**DIRECTIONS FOR THIS TASK:** Please return every line from the entries that has the string "gets" in it.

++++ RECORDS TO USE ++++

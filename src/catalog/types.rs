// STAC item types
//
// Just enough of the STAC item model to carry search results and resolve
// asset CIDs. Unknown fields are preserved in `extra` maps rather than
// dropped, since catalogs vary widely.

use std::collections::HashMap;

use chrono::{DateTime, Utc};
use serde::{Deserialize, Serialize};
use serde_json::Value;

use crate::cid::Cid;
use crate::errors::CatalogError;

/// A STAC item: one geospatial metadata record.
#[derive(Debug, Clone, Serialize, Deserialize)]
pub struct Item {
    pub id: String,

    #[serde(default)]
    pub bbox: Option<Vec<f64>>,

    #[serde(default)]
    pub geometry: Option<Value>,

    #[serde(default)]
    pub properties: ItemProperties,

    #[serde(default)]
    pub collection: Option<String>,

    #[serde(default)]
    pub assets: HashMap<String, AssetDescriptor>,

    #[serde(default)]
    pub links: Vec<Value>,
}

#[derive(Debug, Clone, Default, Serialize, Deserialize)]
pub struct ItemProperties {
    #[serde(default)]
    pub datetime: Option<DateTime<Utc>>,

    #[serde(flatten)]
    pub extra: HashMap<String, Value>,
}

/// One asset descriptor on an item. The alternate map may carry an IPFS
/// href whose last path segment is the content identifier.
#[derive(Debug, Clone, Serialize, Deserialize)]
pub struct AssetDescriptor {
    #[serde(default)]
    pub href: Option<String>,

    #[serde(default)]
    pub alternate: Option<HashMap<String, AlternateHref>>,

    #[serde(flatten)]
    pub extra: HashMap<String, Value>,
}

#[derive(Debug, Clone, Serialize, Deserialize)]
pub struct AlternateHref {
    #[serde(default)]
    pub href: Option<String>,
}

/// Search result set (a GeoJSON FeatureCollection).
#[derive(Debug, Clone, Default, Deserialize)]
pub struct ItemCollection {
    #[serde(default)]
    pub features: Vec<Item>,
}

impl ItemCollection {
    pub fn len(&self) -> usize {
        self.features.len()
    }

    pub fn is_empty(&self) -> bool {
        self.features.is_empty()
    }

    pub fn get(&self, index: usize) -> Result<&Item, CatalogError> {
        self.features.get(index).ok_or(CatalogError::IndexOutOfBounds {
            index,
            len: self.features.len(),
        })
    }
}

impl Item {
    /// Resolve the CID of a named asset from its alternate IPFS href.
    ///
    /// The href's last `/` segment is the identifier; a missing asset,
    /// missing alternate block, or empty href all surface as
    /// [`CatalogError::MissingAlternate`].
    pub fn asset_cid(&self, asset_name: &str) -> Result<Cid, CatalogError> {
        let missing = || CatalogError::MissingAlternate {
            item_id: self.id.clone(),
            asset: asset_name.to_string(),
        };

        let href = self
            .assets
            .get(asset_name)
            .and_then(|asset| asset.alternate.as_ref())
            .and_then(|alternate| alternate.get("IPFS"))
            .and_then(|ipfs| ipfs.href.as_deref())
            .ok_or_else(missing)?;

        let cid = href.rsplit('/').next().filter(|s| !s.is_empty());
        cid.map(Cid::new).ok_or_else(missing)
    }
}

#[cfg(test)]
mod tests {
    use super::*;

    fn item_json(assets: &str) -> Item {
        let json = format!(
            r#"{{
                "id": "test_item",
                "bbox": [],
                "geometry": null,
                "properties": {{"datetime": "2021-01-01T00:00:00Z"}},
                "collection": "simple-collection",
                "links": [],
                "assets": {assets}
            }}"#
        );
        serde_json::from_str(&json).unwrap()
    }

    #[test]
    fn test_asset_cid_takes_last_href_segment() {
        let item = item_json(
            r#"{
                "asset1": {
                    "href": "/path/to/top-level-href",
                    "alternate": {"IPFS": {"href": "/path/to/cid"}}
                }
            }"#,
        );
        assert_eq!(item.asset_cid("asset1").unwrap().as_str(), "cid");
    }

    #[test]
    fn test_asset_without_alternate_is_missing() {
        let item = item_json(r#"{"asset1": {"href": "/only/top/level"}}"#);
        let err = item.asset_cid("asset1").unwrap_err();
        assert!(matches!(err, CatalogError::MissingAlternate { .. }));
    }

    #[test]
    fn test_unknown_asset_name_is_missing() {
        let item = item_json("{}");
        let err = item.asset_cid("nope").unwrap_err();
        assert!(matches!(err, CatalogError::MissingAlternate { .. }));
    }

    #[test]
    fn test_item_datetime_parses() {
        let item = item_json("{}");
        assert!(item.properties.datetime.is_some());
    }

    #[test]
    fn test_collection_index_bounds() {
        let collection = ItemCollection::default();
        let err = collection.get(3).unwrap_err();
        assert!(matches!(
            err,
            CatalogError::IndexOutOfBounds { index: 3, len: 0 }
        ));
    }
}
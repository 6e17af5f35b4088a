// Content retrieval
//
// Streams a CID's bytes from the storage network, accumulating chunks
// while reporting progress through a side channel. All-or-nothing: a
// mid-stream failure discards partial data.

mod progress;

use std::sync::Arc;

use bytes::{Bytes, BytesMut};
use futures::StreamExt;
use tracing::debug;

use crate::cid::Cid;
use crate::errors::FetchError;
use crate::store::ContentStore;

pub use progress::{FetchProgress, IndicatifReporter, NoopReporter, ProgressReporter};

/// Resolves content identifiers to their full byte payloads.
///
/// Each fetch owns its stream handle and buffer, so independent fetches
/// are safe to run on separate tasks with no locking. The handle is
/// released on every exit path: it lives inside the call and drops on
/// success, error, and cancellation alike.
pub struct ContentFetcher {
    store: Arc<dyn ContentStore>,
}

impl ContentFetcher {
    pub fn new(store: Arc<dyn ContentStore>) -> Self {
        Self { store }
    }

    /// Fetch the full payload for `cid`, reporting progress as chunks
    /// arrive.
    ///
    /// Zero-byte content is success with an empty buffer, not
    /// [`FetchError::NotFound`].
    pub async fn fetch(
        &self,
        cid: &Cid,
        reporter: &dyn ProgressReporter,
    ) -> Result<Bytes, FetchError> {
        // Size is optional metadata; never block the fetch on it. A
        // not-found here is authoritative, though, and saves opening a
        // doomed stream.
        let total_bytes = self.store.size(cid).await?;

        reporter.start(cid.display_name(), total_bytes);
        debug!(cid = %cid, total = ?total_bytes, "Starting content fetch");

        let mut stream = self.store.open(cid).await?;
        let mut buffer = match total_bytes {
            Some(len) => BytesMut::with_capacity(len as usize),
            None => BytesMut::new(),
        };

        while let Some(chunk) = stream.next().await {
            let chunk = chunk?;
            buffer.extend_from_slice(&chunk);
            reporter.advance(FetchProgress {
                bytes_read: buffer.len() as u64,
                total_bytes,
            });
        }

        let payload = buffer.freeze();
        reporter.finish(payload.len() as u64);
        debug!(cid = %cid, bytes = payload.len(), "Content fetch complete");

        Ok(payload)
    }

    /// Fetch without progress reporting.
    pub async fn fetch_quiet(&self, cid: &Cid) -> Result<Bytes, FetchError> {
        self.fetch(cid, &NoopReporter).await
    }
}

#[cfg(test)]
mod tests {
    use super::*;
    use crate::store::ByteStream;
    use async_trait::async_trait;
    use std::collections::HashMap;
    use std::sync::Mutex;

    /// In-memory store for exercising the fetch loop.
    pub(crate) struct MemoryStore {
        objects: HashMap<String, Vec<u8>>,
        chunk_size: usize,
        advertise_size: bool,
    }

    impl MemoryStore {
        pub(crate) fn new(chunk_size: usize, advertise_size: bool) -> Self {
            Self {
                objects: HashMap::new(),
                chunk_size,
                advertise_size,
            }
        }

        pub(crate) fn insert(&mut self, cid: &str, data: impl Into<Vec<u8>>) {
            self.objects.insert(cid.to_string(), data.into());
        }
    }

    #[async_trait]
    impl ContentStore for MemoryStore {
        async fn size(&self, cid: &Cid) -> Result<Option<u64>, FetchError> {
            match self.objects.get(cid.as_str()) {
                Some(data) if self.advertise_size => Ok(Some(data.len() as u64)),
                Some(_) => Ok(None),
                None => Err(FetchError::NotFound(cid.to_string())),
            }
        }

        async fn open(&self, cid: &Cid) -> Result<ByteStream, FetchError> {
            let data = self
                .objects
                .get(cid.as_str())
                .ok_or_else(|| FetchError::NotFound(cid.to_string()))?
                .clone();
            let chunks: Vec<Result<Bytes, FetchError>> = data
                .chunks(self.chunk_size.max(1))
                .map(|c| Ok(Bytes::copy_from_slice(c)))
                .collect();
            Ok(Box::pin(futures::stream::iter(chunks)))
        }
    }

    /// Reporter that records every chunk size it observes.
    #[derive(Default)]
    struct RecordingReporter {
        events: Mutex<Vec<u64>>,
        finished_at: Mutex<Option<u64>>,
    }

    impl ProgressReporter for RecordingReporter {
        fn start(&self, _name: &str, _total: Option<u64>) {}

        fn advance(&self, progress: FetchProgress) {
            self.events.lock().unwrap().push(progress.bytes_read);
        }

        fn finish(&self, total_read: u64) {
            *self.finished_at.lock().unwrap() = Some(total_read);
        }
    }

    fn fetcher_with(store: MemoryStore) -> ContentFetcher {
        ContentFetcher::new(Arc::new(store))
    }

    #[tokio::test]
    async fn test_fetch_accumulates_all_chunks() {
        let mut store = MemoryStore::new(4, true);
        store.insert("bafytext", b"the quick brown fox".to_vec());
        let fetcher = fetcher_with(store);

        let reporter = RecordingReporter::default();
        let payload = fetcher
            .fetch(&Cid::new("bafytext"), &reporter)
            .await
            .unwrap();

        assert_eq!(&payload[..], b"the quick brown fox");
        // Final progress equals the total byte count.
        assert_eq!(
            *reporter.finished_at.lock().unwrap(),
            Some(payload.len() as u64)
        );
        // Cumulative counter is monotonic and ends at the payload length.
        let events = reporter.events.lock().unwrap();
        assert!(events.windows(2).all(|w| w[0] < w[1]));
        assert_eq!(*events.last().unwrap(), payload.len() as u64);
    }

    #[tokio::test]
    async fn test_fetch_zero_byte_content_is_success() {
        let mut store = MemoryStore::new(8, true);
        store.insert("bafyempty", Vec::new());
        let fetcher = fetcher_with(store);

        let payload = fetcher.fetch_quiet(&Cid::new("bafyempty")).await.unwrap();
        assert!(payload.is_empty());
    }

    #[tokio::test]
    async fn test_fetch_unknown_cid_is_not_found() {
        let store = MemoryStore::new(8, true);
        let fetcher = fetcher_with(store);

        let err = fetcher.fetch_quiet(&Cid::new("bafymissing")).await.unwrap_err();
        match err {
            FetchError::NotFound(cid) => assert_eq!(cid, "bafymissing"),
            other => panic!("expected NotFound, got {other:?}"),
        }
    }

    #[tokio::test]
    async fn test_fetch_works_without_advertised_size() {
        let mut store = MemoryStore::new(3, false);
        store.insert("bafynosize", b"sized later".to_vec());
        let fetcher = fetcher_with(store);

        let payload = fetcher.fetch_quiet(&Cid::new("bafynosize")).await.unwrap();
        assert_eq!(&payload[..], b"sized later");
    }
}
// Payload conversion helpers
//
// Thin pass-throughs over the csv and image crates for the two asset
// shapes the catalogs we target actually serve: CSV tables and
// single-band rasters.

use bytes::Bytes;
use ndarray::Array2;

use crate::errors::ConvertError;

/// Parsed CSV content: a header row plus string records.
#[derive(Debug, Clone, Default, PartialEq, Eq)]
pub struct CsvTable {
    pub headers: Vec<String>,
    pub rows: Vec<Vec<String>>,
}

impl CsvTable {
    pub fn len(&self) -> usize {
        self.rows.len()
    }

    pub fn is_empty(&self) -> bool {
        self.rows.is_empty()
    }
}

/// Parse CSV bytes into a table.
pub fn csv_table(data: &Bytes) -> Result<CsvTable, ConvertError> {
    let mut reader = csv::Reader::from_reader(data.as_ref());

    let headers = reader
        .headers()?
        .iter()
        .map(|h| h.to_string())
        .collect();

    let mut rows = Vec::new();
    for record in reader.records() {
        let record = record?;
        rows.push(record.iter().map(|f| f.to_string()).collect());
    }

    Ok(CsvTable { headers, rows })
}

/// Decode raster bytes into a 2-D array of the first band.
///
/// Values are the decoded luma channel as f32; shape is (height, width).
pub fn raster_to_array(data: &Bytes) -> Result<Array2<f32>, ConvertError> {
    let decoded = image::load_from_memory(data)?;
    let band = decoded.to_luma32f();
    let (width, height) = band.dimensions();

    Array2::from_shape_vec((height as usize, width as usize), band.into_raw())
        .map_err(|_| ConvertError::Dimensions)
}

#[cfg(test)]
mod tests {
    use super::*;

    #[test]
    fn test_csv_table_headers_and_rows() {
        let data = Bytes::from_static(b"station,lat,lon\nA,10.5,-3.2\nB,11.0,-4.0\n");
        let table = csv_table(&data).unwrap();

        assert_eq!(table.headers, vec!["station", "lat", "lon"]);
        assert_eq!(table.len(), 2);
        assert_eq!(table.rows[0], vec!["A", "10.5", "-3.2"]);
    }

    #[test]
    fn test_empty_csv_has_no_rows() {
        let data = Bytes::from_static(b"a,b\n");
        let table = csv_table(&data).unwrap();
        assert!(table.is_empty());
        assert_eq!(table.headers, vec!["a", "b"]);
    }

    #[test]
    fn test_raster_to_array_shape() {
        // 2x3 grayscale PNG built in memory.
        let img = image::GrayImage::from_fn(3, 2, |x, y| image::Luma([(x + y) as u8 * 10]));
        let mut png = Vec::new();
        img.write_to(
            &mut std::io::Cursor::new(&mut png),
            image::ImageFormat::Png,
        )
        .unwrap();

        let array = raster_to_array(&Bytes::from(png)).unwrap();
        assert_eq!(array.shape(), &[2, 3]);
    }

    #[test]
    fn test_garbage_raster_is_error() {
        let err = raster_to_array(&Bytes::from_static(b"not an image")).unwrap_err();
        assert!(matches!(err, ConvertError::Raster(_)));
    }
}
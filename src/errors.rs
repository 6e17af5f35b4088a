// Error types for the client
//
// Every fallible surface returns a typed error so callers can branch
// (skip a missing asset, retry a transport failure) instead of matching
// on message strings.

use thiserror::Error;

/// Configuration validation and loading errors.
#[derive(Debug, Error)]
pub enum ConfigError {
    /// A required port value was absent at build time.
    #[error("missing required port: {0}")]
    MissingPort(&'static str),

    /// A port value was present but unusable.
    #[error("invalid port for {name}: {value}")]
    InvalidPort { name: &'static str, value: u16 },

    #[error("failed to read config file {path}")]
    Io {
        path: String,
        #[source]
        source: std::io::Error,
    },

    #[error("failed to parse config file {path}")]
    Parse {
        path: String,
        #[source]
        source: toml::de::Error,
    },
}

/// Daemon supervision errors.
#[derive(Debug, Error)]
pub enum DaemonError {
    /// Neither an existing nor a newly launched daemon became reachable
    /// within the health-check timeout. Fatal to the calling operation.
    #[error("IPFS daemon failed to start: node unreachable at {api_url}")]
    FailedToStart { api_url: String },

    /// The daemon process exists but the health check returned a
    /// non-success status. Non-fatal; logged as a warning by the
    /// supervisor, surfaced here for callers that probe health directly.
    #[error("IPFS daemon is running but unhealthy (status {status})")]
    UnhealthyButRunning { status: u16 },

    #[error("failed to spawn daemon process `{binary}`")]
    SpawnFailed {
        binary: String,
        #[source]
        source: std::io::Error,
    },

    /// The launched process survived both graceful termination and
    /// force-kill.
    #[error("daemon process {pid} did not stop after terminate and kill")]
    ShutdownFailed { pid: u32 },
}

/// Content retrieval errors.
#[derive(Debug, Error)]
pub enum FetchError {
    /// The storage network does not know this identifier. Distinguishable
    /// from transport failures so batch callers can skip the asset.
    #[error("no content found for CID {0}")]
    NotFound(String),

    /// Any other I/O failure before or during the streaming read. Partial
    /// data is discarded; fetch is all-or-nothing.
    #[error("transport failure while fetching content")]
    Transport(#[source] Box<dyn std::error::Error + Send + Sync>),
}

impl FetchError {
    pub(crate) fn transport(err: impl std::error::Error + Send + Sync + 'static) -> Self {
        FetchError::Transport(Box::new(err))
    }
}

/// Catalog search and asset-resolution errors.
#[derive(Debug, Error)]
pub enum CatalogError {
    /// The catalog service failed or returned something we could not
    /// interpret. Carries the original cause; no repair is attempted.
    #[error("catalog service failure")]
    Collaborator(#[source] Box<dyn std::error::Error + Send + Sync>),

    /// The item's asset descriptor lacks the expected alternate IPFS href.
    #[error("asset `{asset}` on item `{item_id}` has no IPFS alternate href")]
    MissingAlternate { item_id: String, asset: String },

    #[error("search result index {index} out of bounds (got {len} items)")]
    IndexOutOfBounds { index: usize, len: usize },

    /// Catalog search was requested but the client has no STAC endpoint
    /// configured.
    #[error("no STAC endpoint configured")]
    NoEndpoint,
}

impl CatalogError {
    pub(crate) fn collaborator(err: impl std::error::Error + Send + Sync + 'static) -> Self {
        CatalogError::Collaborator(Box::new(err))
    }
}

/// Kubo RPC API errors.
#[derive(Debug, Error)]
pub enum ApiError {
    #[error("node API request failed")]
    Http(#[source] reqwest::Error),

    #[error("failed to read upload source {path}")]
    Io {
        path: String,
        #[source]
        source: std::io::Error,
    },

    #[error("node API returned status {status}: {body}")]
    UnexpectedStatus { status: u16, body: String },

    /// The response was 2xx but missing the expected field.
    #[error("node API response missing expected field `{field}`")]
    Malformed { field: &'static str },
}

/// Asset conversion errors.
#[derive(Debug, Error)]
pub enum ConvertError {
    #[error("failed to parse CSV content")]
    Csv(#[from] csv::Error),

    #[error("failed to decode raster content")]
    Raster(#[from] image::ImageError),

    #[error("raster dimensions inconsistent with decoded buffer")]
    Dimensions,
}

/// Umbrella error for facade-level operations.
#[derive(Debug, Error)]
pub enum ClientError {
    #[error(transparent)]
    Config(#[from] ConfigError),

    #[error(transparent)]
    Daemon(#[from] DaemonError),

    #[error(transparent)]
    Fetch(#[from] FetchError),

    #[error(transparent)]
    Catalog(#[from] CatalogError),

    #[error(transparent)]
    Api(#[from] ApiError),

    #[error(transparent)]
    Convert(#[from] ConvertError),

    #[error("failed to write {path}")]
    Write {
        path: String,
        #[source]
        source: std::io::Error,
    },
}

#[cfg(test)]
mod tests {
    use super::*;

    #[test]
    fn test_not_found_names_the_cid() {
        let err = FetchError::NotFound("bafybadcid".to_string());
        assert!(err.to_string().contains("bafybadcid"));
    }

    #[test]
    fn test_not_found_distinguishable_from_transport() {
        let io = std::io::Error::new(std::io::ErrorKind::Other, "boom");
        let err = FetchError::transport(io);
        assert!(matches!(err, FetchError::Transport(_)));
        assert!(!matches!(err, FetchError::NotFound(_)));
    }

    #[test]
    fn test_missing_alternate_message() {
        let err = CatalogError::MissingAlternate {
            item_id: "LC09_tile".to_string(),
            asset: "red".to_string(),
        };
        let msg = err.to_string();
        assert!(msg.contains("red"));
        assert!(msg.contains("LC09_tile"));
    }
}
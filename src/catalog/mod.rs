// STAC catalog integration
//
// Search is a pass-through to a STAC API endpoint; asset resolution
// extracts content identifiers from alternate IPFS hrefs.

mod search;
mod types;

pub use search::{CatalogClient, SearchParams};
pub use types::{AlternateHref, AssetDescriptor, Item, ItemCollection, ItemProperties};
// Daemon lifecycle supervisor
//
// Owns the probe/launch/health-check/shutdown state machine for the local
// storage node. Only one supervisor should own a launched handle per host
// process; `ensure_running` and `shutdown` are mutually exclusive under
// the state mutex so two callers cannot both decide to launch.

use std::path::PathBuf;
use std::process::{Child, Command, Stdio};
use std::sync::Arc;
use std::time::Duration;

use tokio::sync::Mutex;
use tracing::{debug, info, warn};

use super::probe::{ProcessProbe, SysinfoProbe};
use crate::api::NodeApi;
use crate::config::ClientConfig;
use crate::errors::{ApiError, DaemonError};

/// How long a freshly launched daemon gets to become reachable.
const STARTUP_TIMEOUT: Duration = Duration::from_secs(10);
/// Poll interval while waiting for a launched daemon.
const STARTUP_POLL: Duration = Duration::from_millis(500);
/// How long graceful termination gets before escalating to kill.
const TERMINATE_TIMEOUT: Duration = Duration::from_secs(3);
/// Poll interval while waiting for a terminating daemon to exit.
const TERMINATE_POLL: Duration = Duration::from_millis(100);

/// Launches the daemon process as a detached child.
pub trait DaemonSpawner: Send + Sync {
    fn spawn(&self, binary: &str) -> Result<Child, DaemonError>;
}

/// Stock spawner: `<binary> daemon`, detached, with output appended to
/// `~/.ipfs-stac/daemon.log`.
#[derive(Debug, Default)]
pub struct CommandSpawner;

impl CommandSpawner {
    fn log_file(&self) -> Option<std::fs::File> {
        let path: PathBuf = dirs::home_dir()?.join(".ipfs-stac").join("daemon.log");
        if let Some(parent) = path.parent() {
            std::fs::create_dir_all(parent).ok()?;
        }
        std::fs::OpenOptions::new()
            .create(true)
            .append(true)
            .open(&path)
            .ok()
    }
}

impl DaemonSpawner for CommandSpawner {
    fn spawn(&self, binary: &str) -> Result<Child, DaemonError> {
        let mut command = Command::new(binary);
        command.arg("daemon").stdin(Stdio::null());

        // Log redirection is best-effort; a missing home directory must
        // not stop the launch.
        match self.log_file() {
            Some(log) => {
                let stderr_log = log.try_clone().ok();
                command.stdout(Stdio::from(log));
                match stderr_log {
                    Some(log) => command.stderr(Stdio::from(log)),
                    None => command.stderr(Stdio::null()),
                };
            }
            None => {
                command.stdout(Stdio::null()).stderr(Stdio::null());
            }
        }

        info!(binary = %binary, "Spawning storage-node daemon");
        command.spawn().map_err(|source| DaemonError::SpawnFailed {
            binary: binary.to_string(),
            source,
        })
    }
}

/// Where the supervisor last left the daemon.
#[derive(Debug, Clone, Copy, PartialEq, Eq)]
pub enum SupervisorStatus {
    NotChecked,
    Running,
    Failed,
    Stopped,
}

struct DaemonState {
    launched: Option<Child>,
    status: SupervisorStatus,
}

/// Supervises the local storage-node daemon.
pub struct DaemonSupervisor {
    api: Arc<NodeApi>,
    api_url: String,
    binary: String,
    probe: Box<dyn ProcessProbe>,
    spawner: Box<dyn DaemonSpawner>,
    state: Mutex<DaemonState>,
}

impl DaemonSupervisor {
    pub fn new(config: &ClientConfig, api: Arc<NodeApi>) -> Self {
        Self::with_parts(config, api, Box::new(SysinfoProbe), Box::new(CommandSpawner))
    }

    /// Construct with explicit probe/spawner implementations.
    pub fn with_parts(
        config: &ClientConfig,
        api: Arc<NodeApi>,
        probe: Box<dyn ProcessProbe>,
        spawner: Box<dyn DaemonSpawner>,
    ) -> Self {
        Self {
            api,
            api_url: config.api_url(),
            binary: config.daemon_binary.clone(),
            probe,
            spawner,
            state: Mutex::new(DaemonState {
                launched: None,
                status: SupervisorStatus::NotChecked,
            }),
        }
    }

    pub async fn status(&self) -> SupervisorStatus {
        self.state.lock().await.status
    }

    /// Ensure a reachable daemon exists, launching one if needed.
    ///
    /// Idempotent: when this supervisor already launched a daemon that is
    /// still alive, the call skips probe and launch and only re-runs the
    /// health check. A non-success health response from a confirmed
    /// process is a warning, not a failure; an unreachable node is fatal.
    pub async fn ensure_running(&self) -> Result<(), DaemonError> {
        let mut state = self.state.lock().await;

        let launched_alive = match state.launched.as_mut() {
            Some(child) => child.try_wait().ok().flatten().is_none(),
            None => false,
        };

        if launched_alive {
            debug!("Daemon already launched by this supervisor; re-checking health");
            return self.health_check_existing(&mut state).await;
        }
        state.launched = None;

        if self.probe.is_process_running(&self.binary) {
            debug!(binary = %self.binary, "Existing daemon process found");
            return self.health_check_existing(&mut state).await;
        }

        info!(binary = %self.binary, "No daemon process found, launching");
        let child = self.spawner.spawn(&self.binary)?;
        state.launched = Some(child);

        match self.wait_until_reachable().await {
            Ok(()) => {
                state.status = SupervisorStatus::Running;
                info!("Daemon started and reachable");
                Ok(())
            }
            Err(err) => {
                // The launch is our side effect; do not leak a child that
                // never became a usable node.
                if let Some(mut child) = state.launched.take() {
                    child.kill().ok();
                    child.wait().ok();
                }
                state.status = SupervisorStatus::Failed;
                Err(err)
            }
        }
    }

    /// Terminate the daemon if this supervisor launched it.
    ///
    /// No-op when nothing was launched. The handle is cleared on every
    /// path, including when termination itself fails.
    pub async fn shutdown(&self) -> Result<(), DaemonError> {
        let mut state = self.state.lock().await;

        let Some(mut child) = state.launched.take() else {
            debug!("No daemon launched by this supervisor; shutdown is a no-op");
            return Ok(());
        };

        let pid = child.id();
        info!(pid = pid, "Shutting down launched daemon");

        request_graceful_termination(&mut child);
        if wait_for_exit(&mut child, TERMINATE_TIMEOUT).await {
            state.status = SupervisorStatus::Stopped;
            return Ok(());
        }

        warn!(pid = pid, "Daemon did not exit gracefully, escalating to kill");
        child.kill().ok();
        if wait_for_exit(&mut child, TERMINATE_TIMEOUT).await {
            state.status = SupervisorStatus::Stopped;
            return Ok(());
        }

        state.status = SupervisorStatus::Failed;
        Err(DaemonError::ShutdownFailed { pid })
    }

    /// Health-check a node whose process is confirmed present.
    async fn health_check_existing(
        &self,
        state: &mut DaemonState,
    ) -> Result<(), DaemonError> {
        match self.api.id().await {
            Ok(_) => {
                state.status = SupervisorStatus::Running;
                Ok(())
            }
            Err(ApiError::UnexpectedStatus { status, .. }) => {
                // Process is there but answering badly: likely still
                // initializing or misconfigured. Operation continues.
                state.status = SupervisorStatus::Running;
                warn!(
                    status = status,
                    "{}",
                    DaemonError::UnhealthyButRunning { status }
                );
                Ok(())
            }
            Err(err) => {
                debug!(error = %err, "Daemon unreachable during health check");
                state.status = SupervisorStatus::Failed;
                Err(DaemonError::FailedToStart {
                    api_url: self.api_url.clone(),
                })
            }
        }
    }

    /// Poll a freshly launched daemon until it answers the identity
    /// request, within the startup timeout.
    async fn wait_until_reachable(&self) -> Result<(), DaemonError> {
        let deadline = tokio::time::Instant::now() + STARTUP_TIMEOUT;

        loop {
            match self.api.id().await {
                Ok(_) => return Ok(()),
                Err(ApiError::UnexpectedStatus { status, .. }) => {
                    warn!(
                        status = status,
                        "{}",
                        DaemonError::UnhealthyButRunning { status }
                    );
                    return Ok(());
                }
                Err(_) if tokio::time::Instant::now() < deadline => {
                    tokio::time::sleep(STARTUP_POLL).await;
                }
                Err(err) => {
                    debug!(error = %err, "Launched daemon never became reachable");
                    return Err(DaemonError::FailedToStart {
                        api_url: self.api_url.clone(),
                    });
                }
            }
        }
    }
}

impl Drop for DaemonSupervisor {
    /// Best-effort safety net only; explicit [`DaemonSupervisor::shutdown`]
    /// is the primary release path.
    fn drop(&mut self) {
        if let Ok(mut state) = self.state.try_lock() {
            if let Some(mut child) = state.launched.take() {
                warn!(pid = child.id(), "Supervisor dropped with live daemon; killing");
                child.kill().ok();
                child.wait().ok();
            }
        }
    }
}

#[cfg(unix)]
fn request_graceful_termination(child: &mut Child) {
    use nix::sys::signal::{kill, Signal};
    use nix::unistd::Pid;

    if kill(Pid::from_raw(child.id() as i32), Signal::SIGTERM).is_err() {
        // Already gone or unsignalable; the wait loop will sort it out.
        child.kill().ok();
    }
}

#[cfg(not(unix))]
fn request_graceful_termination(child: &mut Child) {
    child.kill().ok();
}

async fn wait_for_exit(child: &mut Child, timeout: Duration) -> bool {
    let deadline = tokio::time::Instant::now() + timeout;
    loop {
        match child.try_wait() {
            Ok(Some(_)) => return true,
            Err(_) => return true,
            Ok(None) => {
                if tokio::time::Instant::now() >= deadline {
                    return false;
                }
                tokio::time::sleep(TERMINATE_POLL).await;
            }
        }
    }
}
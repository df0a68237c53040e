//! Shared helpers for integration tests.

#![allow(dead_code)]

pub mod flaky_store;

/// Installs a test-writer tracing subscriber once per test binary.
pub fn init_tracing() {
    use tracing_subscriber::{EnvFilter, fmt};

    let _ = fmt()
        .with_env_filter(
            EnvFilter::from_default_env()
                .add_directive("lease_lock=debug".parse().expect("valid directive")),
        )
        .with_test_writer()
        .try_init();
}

++++

**RESPONSE TO THE EXERCISE:**
/// How long a freshly launched daemon gets to become reachable.
/// How long graceful termination gets before escalating to kill.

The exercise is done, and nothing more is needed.